Re: constant FEC errors juniper mpc10e 400g
On 4/21/24 08:12, Saku Ytti wrote: Key difference being, WAN-PHY does not provide synchronous timing, so it's not SDH/SONET compatible for strict definition for it, but it does have the frame format. And the optical systems which could regenerate SONET/SDH framing, didn't care about timing, they just wanted to be able to parse and generate those frames, which they could, but they could not do it for ethernet frames. Correct. In those days, WAN-PHY was considered "SONET/SDH-Lite". I think it is pretty clear, the driver was to support long haul regeneration, so it was always going to be a stop-gap solution. Even though I know some networks, who specifically wanted WAN-PHY for its error reporting capabilities, I don't think this was majority driver, majority driver almost certainly was 'thats only thing we can put on this circuit'. SONET/SDH did have similar reach as OTN back then, just less bandwidth for the distance. It had FEC support for STM-16, STM-64 and STM-256. I really think the bigger driver was interface cost, because EoS had already been selling for 1GE alongside STM-16 for 2.5G. In those days, if you needed more than 1G but less than 10G, it was a toss-up between 2x 1G EoSDH vs. 1x STM-16. Often times, you took the 2x 1G EoSDH because 2x 1GE ports were cheaper than 1x STM-16 port, even though you ended up losing about 405Mbps of capacity in the process, which was a huge deal. The backbone providers did not like selling EoSDH services, because it was too much admin. for them (VC container management), and they ended up paying more for transponders on their side than their customers did for Ethernet ports on theirs :-). But by and large, the majority of networks in our market maintained SDH services long after coherent became commercially available. It was a perception thing, that SDH was more superior to Ethernet, even if that Ethernet was transported over a DWDM network. In the end, SDH port costs were too hard to ignore due to router vendors maintaining their mark-up on them despite dying demand, which then led to the migration from SDH to EoDWDM growing significantly from about 2016. Optical vendors also began de-prioritizing SDH transponder ports, which had a massive impact on the SLTE (submarine) side in making the decision to encourage customers away from SDH for wet services. Mark.

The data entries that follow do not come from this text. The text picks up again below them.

// ── Tests ────────────────────────────────────────────────────────────────────

#[cfg(test)]
mod tests {
    use super::*;
    use crate::jnode;

    fn syms(query: &str) -> Vec<Token> {
        lex(query).unwrap()
    }

    #[test]
    fn test_lex_numbers() {
        assert_eq!(
            syms("42 3.14 2.5e10 1E-5"),
            vec![
                Token::Json(jnode!(42)),
                Token::Json(jnode!(3.14)),
                Token::Json(jnode!(2.5e10)),
                Token::Json(jnode!(1e-5)),
            ]
        );
        // ints stay ints, floats stay floats
        assert!(matches!(&syms("7")[0], Token::Json(JNode::Int(7))));
        assert!(matches!(&syms("7.0")[0], Token::Json(JNode::Float(_))));
    }

    #[test]
    fn test_lex_backtick_strings() {
        assert_eq!(syms("`hello`"), vec![Token::Json(jnode!("hello"))]);
        // \` is the only escape; everything else is raw
        assert_eq!(syms(r"`a\`g`"), vec![Token::Json(jnode!("a`g"))]);
        assert_eq!(syms(r"`a\nb`"), vec![Token::Json(jnode!("a\\nb"))]);
        assert!(matches!(
            lex("`oops").unwrap_err(),
            LexError::UnterminatedString { offset: 0 }
        ));
    }

    #[test]
    fn test_lex_regex_literal() {
        let toks = syms(r"g`\d+`");
        match &toks[0] {
            Token::Json(JNode::Regex(re)) => assert!(re.is_match("a12")),
            other => panic!("expected regex token, got {:?}", other),
        }
        assert!(matches!(
            lex("g`[`").unwrap_err(),
            LexError::BadRegex { offset: 0, .. }
        ));
    }

    #[test]
    fn test_lex_json_literal() {
        let toks = syms(r#"j`[1, {"a": null}]`"#);
        assert_eq!(toks, vec![Token::Json(jnode!([1, {"a": null}]))]);
        assert!(matches!(
            lex("j`{nope`").unwrap_err(),
            LexError::BadJsonLiteral { offset: 0, .. }
        ));
    }

    #[test]
    fn test_lex_keywords_and_registries() {
        assert_eq!(
            syms("true false null"),
            vec![
                Token::Json(jnode!(true)),
                Token::Json(jnode!(false)),
                Token::Json(JNode::Null),
            ]
        );
        // word binops resolve to their symbolic entries
        match &syms("and or xor")[..] {
            [Token::Binop(a), Token::Binop(o), Token::Binop(x)] => {
                assert_eq!(a.sym, "&");
                assert_eq!(o.sym, "|");
                assert_eq!(x.sym, "^");
            }
            other => panic!("expected three binops, got {:?}", other),
        }
        // function names resolve to registry references
        assert!(matches!(&syms("sort_by")[0], Token::Func(f) if f.name == "sort_by"));
        // unknown words are plain identifiers
        assert_eq!(syms("foo_bar1"), vec![Token::Ident(Rc::from("foo_bar1"))]);
    }

    #[test]
    fn test_lex_operators() {
        let toks = syms("+ - * ** / // % == != < <= > >= =~ & | ^");
        let expected = [
            "+", "-", "*", "**", "/", "//", "%", "==", "!=", "<", "<=", ">", ">=", "=~", "&",
            "|", "^",
        ];
        assert_eq!(toks.len(), expected.len());
        for (tok, sym) in toks.iter().zip(expected) {
            assert!(matches!(tok, Token::Binop(b) if b.sym == sym), "bad token for {}", sym);
        }
    }

    #[test]
    fn test_lex_delimiters() {
        assert_eq!(
            syms("@.a..b[*]{},:()"),
            vec![
                Token::At,
                Token::Dot,
                Token::Ident(Rc::from("a")),
                Token::DotDot,
                Token::Ident(Rc::from("b")),
                Token::LBracket,
                Lexer::binop_token("*"),
                Token::RBracket,
                Token::LBrace,
                Token::RBrace,
                Token::Comma,
                Token::Colon,
                Token::LParen,
                Token::RParen,
            ]
        );
    }

    #[test]
    fn test_lex_error_offsets() {
        match lex("  #").unwrap_err() {
            LexError::UnexpectedChar { ch, offset } => {
                assert_eq!(ch, '#');
                assert_eq!(offset, 2);
            }
            other => panic!("unexpected error {:?}", other),
        }
        assert!(matches!(
            lex("1e+").unwrap_err(),
            LexError::BadNumber { offset: 0, .. }
        ));
    }

    #[test]
    fn test_g_and_j_only_special_before_backtick() {
        assert_eq!(syms("guzo"), vec![Token::Ident(Rc::from("guzo"))]);
        assert_eq!(syms("jub"), vec![Token::Ident(Rc::from("jub"))]);
    }
}
//! Index Module Tests
//!
//! Validates index declaration rules and incremental maintenance, independent of any store.

#[cfg(test)]
mod tests {
    use crate::error::GridError;
    use crate::index::{EqualityIndex, IndexManager};
    use crate::record::{Entity, Person, Record, Value};

    fn person_manager() -> IndexManager {
        let mut manager = IndexManager::new("Persons", Person::kind());
        manager
            .declare(Person::ORG_ID, std::iter::empty::<(&Value, &Record)>())
            .unwrap();
        manager
    }

    // ============================================================
    // EQUALITY INDEX
    // ============================================================

    #[test]
    fn test_equality_index_drops_empty_sets() {
        let mut index = EqualityIndex::new("orgId");
        index.insert(Value::Int(1), Value::Int(10));

        index.remove(&Value::Int(1), &Value::Int(10));

        assert!(index.get(&Value::Int(1)).is_none());
        assert_eq!(index.distinct_values(), 0);
    }

    #[test]
    fn test_equality_index_keeps_insertion_order() {
        let mut index = EqualityIndex::new("orgId");
        for key in [12, 10, 11] {
            index.insert(Value::Int(1), Value::Int(key));
        }

        let keys: Vec<i64> = index
            .get(&Value::Int(1))
            .unwrap()
            .iter()
            .filter_map(Value::as_int)
            .collect();

        assert_eq!(keys, vec![12, 10, 11]);
    }

    // ============================================================
    // DECLARATION
    // ============================================================

    #[test]
    fn test_declare_twice_is_duplicate_index() {
        let mut manager = person_manager();

        let result = manager.declare(Person::ORG_ID, std::iter::empty::<(&Value, &Record)>());

        assert_eq!(
            result,
            Err(GridError::DuplicateIndex {
                cache: "Persons".to_string(),
                field: "orgId".to_string(),
            })
        );
    }

    #[test]
    fn test_declare_unknown_field() {
        let mut manager = IndexManager::new("Persons", Person::kind());

        let result = manager.declare("salary", std::iter::empty::<(&Value, &Record)>());

        assert!(matches!(result, Err(GridError::UnknownField { .. })));
        assert!(manager.indexed_fields().is_empty());
    }

    #[test]
    fn test_declare_backfills_existing_records() {
        let alice = Person::new(10, "Alice", 1);
        let bob = Person::new(11, "Bob", 2);
        let rows = vec![
            (alice.key(), alice.to_record()),
            (bob.key(), bob.to_record()),
        ];
        let mut manager = IndexManager::new("Persons", Person::kind());

        manager
            .declare(Person::ORG_ID, rows.iter().map(|(k, r)| (k, r)))
            .unwrap();

        let keys = manager.lookup(Person::ORG_ID, &Value::Int(2)).unwrap();
        assert_eq!(keys.len(), 1);
        assert!(keys.contains(&Value::Int(11)));
    }

    // ============================================================
    // MAINTENANCE
    // ============================================================

    #[test]
    fn test_on_write_moves_key_between_values() {
        let mut manager = person_manager();
        let before = Person::new(10, "Alice", 1).to_record();
        let after = Person::new(10, "Alice", 2).to_record();
        let key = Value::Int(10);

        manager.on_write(&key, None, &before);
        manager.on_write(&key, Some(&before), &after);

        assert!(manager.lookup(Person::ORG_ID, &Value::Int(1)).unwrap().is_empty());
        assert!(manager.lookup(Person::ORG_ID, &Value::Int(2)).unwrap().contains(&key));
        assert_eq!(manager.index_size(Person::ORG_ID), Some(1));
    }

    #[test]
    fn test_on_delete_removes_all_references() {
        let mut manager = person_manager();
        let record = Person::new(10, "Alice", 1).to_record();
        let key = Value::Int(10);
        manager.on_write(&key, None, &record);

        manager.on_delete(&key, &record);

        assert!(!manager.references(&key));
    }

    #[test]
    fn test_lookup_unindexed_field_is_none() {
        let manager = person_manager();
        assert!(manager.lookup("name", &Value::from("Alice")).is_none());
    }
}
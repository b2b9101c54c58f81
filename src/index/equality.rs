use crate::record::Value;
use indexmap::{IndexMap, IndexSet};

/// Maps each value of one field to the set of primary keys holding that value.
///
/// Key sets keep insertion order so that lookups are deterministic.
/// Empty key sets are never kept.
#[derive(Debug, Clone, Default)]
pub struct EqualityIndex {
    field: String,
    entries: IndexMap<Value, IndexSet<Value>>,
}

impl EqualityIndex {
    pub fn new(field: &str) -> Self {
        Self {
            field: field.to_string(),
            entries: IndexMap::new(),
        }
    }

    pub fn field(&self) -> &str {
        &self.field
    }

    pub fn insert(&mut self, value: Value, key: Value) {
        self.entries.entry(value).or_default().insert(key);
    }

    pub fn remove(&mut self, value: &Value, key: &Value) {
        let now_empty = match self.entries.get_mut(value) {
            Some(keys) => {
                keys.shift_remove(key);
                keys.is_empty()
            }
            None => false,
        };
        if now_empty {
            self.entries.shift_remove(value);
        }
    }

    pub fn get(&self, value: &Value) -> Option<&IndexSet<Value>> {
        self.entries.get(value)
    }

    /// Number of distinct indexed values.
    pub fn distinct_values(&self) -> usize {
        self.entries.len()
    }

    pub fn iter(&self) -> impl Iterator<Item = (&Value, &IndexSet<Value>)> {
        self.entries.iter()
    }

    pub fn contains_key(&self, key: &Value) -> bool {
        self.entries.values().any(|keys| keys.contains(key))
    }

    pub fn clear(&mut self) {
        self.entries.clear();
    }
}
//! Join Execution
//!
//! Index-nested-loop join with the filter pushed down to the right-hand cache:
//! 1. **Filter**: resolve the right-hand candidates with an index lookup (or a scan
//!    when there is no filter or no usable index).
//! 2. **Probe**: for each candidate key, look the left-hand cache up by its join field.
//! 3. **Project**: emit the requested left-hand fields.
//!
//! Steps 2 and 3 run lazily as the cursor is advanced.

use super::types::{JoinQuery, Row};
use crate::error::{GridError, GridResult};
use crate::record::{Record, Value};
use crate::registry::CacheRegistry;
use crate::storage::RecordStore;

use std::collections::VecDeque;
use std::sync::Arc;

/// Validates `query` and returns a cursor over its rows.
///
/// # Errors
/// * `UnknownCache` if either cache is not registered.
/// * `UnknownField` if the join, filter or projection names an undeclared field.
/// * `TypeMismatch` if the join field's type differs from the right-hand key type.
pub fn execute(registry: &CacheRegistry, query: &JoinQuery) -> GridResult<QueryCursor> {
    let left = registry.cache(&query.left)?;
    let right = registry.cache(&query.right)?;

    let join_def = left.kind().require_field(&query.join_field)?;
    if join_def.ty != right.kind().key_type() {
        return Err(GridError::mismatch(
            format!("{}.{} of type {}", right.kind().name, right.kind().key_field, right.kind().key_type()),
            format!("{}.{} of type {}", left.kind().name, join_def.name, join_def.ty),
        ));
    }

    let columns: Vec<String> = if query.projection.is_empty() {
        left.kind().fields.iter().map(|f| f.name.clone()).collect()
    } else {
        for field in &query.projection {
            left.kind().require_field(field)?;
        }
        query.projection.clone()
    };

    let candidates: Vec<Value> = match &query.filter {
        Some(filter) => right
            .find_keys(&filter.field, &filter.value, query.ignore_case)?
            .into_iter()
            .collect(),
        None => right.scan().map(|(key, _)| key).collect(),
    };

    tracing::debug!(
        "Join {} x {} on {}: {} candidate(s) after filter",
        query.left,
        query.right,
        query.join_field,
        candidates.len()
    );

    Ok(QueryCursor {
        columns,
        join_field: query.join_field.clone(),
        left,
        right,
        candidates: candidates.into_iter(),
        pending: VecDeque::new(),
        emitted: 0,
    })
}

/// Lazy sequence of join results.
///
/// Holds handles to both caches and the remaining right-hand candidates; all of it is
/// released when the cursor is dropped, whether or not it was read to the end.
pub struct QueryCursor {
    columns: Vec<String>,
    join_field: String,
    left: Arc<RecordStore>,
    right: Arc<RecordStore>,
    candidates: std::vec::IntoIter<Value>,
    pending: VecDeque<Row>,
    emitted: usize,
}

impl QueryCursor {
    pub fn columns(&self) -> &[String] {
        &self.columns
    }

    fn project(&self, record: &Record) -> GridResult<Row> {
        self.columns
            .iter()
            .map(|column| {
                record
                    .get(column)
                    .cloned()
                    .ok_or_else(|| GridError::unknown_field(&record.kind, column))
            })
            .collect::<GridResult<Vec<Value>>>()
            .map(Row)
    }

    /// Probes the left-hand cache for one right-hand key and queues the projected rows.
    fn probe(&mut self, right_key: &Value) -> GridResult<()> {
        if !self.right.contains_key(right_key) {
            return Ok(());
        }
        let left_keys = self.left.lookup(&self.join_field, right_key)?;
        for (_, record) in self.left.get_many(left_keys.iter()) {
            let row = self.project(&record)?;
            self.pending.push_back(row);
        }
        Ok(())
    }
}

impl Iterator for QueryCursor {
    type Item = GridResult<Row>;

    fn next(&mut self) -> Option<Self::Item> {
        loop {
            if let Some(row) = self.pending.pop_front() {
                self.emitted += 1;
                return Some(Ok(row));
            }
            let right_key = self.candidates.next()?;
            if let Err(err) = self.probe(&right_key) {
                return Some(Err(err));
            }
        }
    }
}

impl Drop for QueryCursor {
    fn drop(&mut self) {
        tracing::debug!(
            "Closed cursor on {} after {} row(s), {} candidate(s) unread",
            self.left.name(),
            self.emitted,
            self.candidates.len()
        );
    }
}
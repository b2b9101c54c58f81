//! Per-cache Index Manager
//!
//! Owns every equality index declared on one cache and keeps them in step with the
//! cache's rows. The owning `RecordStore` calls `on_write`/`on_delete` while it still
//! holds its write lock, so readers never see rows and indexes disagree.

use super::equality::EqualityIndex;
use crate::error::{GridError, GridResult};
use crate::record::{Record, RecordKind, Value};

use indexmap::{IndexMap, IndexSet};

#[derive(Debug, Clone)]
pub struct IndexManager {
    cache: String,
    kind: RecordKind,
    indexes: IndexMap<String, EqualityIndex>,
}

impl IndexManager {
    pub fn new(cache: &str, kind: RecordKind) -> Self {
        Self {
            cache: cache.to_string(),
            kind,
            indexes: IndexMap::new(),
        }
    }

    /// Registers an equality index on `field` and backfills it from `existing`.
    ///
    /// # Errors
    /// * `UnknownField` if the record kind has no such field.
    /// * `DuplicateIndex` if the field is already indexed.
    pub fn declare<'a, I>(&mut self, field: &str, existing: I) -> GridResult<()>
    where
        I: IntoIterator<Item = (&'a Value, &'a Record)>,
    {
        self.kind.require_field(field)?;

        if self.indexes.contains_key(field) {
            return Err(GridError::DuplicateIndex {
                cache: self.cache.clone(),
                field: field.to_string(),
            });
        }

        let mut index = EqualityIndex::new(field);
        let mut backfilled = 0usize;
        for (key, record) in existing {
            if let Some(value) = record.get(field) {
                index.insert(value.clone(), key.clone());
                backfilled += 1;
            }
        }

        tracing::debug!(
            "Declared index {}.{} ({} existing records)",
            self.cache,
            field,
            backfilled
        );
        self.indexes.insert(field.to_string(), index);
        Ok(())
    }

    /// Applies a put. `old` is the record being replaced, if any.
    ///
    /// Fields whose value did not change are left untouched, so repeating a put
    /// with an identical record is a no-op for every index.
    pub fn on_write(&mut self, key: &Value, old: Option<&Record>, new: &Record) {
        for (field, index) in self.indexes.iter_mut() {
            let old_value = old.and_then(|r| r.get(field));
            let new_value = new.get(field);
            if old_value == new_value {
                continue;
            }
            if let Some(value) = old_value {
                index.remove(value, key);
            }
            if let Some(value) = new_value {
                index.insert(value.clone(), key.clone());
            }
        }
    }

    pub fn on_delete(&mut self, key: &Value, old: &Record) {
        for (field, index) in self.indexes.iter_mut() {
            if let Some(value) = old.get(field) {
                index.remove(value, key);
            }
        }
    }

    /// Keys whose `field` equals `value`, or `None` when `field` is not indexed.
    pub fn lookup(&self, field: &str, value: &Value) -> Option<IndexSet<Value>> {
        let index = self.indexes.get(field)?;
        Some(index.get(value).cloned().unwrap_or_default())
    }

    pub fn is_indexed(&self, field: &str) -> bool {
        self.indexes.contains_key(field)
    }

    pub fn indexed_fields(&self) -> Vec<String> {
        self.indexes.keys().cloned().collect()
    }

    /// Distinct-value count of the index on `field`.
    pub fn index_size(&self, field: &str) -> Option<usize> {
        self.indexes.get(field).map(EqualityIndex::distinct_values)
    }

    /// True if any index still references `key`.
    pub fn references(&self, key: &Value) -> bool {
        self.indexes.values().any(|index| index.contains_key(key))
    }

    pub fn index(&self, field: &str) -> Option<&EqualityIndex> {
        self.indexes.get(field)
    }

    pub fn clear(&mut self) {
        for index in self.indexes.values_mut() {
            index.clear();
        }
    }
}
use crate::record::{Entity, Record, RecordKind};
use crate::storage::{CacheMode, NodeId};
use serde::{Deserialize, Serialize};

/// Declaration of one cache: its name, record kind, placement metadata and indexed fields.
#[derive(Debug, Clone, PartialEq, Eq)]
pub struct CacheConfig {
    pub name: String,
    pub kind: RecordKind,
    pub mode: CacheMode,
    /// Backup copies per partition. Only meaningful for `Partitioned` caches.
    pub backups: u32,
    pub indexes: Vec<String>,
}

impl CacheConfig {
    pub fn new(name: &str, kind: RecordKind) -> Self {
        Self {
            name: name.to_string(),
            kind,
            mode: CacheMode::Partitioned,
            backups: 0,
            indexes: Vec::new(),
        }
    }

    pub fn for_entity<E: Entity>(name: &str) -> Self {
        Self::new(name, E::kind())
    }

    pub fn mode(mut self, mode: CacheMode) -> Self {
        self.mode = mode;
        self
    }

    pub fn backups(mut self, backups: u32) -> Self {
        self.backups = backups;
        self
    }

    pub fn index(mut self, field: &str) -> Self {
        self.indexes.push(field.to_string());
        self
    }
}

/// Metadata reported for a registered cache.
#[derive(Debug, Clone, Serialize, Deserialize, PartialEq)]
pub struct CacheInfo {
    pub name: String,
    pub kind: String,
    pub mode: CacheMode,
    pub backups: u32,
    pub size: usize,
    pub indexes: Vec<String>,
    pub partitions: usize,
}

/// Contents of one cache as written by a caller-triggered snapshot.
#[derive(Debug, Clone, Serialize, Deserialize)]
pub struct CacheSnapshot {
    pub info: CacheInfo,
    pub records: Vec<Record>,
}

#[derive(Debug, Clone, Serialize, Deserialize)]
pub struct RegistrySnapshot {
    pub node_id: NodeId,
    pub caches: Vec<CacheSnapshot>,
}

Re: constant FEC errors juniper mpc10e 400g
On Sun, 21 Apr 2024 at 09:05, Mark Tinka wrote: > Technically, what you are describing is EoS (Ethernet over SONET, Ethernet > over SDH), which is not the same as WAN-PHY (although the working groups that > developed these nearly confused each other in the process, ANSI/ITU for the > former vs. IEEE for the latter). > > WAN-PHY was developed to be operated across multiple vendors over different > media... SONET/SDH, DWDM, IP/MPLS/Ethernet devices and even dark fibre. The > goal of WAN-PHY was to deliver a low-cost Ethernet interface that was > SONET/SDH-compatible, as EoS interfaces were too costly for operators and > their customers. > > As we saw in real life, 10GE ports out-sold STM-64/OC-192 ports, as networks > replaced SONET/SDH backbones with DWDM and OTN. Key difference being, WAN-PHY does not provide synchronous timing, so it's not SDH/SONET compatible for strict definition for it, but it does have the frame format. And the optical systems which could regenerate SONET/SDH framing, didn't care about timing, they just wanted to be able to parse and generate those frames, which they could, but they could not do it for ethernet frames. I think it is pretty clear, the driver was to support long haul regeneration, so it was always going to be a stop-gap solution. Even though I know some networks, who specifically wanted WAN-PHY for its error reporting capabilities, I don't think this was majority driver, majority driver almost certainly was 'thats only thing we can put on this circuit'. -- ++ytti
Re: constant FEC errors juniper mpc10e 400g
On 4/20/24 21:36, b...@uu3.net wrote: Erm, WAN-PHY did not extend into 40G because there was not much of those STM-256 deployment? (or customers didnt wanted to pay for those). With SONET/SDH, as the traffic rate increased, so did the number of overhead bytes. With every iteration of the data rate, the overhead bytes quadrupled. This was one of the key reasons we did not see field deployment of STM-256/OC-768 and STM-1024/OC-3072. For example, if SONET/SDH had to transport a 100G service, it would require 160Gbps of bandwidth. That clearly wasn't going to work. At the time when STM-256/OC-768 was being developed, DWDM and OTN had come a long way. The granularity SONET/SDH required to stand up a service had become too small for the growing data rate (primarily VC-3, VC-4 and VC-12). If you look at OTN, the smallest container is 1.25Gbps (ODU0), which was attractive for networks looking to migrate from E1's, E3's, STM-1's, STM-4's and STM-16's - carried over VC-12, VC-4 and VC-3 SDH circuits - to 1GE, for example, rather than trying to keep their PDH/SDH infrastructure going. DWDM and OTN permitted a very small control overhead, so as data rates increased, there wasn't the same penalty you got with SONET/SDH. WAN-PHY was designed so people could encapsulate Ethernet frames right into STM-64. Once world moved out of SDH/SONET stuff, there was no more need for WAN-PHY anymore. Technically, what you are describing is EoS (Ethernet over SONET, Ethernet over SDH), which is not the same as WAN-PHY (although the working groups that developed these nearly confused each other in the process, ANSI/ITU for the former vs. IEEE for the latter). WAN-PHY was developed to be operated across multiple vendors over different media... SONET/SDH, DWDM, IP/MPLS/Ethernet devices and even dark fibre. The goal of WAN-PHY was to deliver a low-cost Ethernet interface that was SONET/SDH-compatible, as EoS interfaces were too costly for operators and their customers. As we saw in real life, 10GE ports out-sold STM-64/OC-192 ports, as networks replaced SONET/SDH backbones with DWDM and OTN. Mark.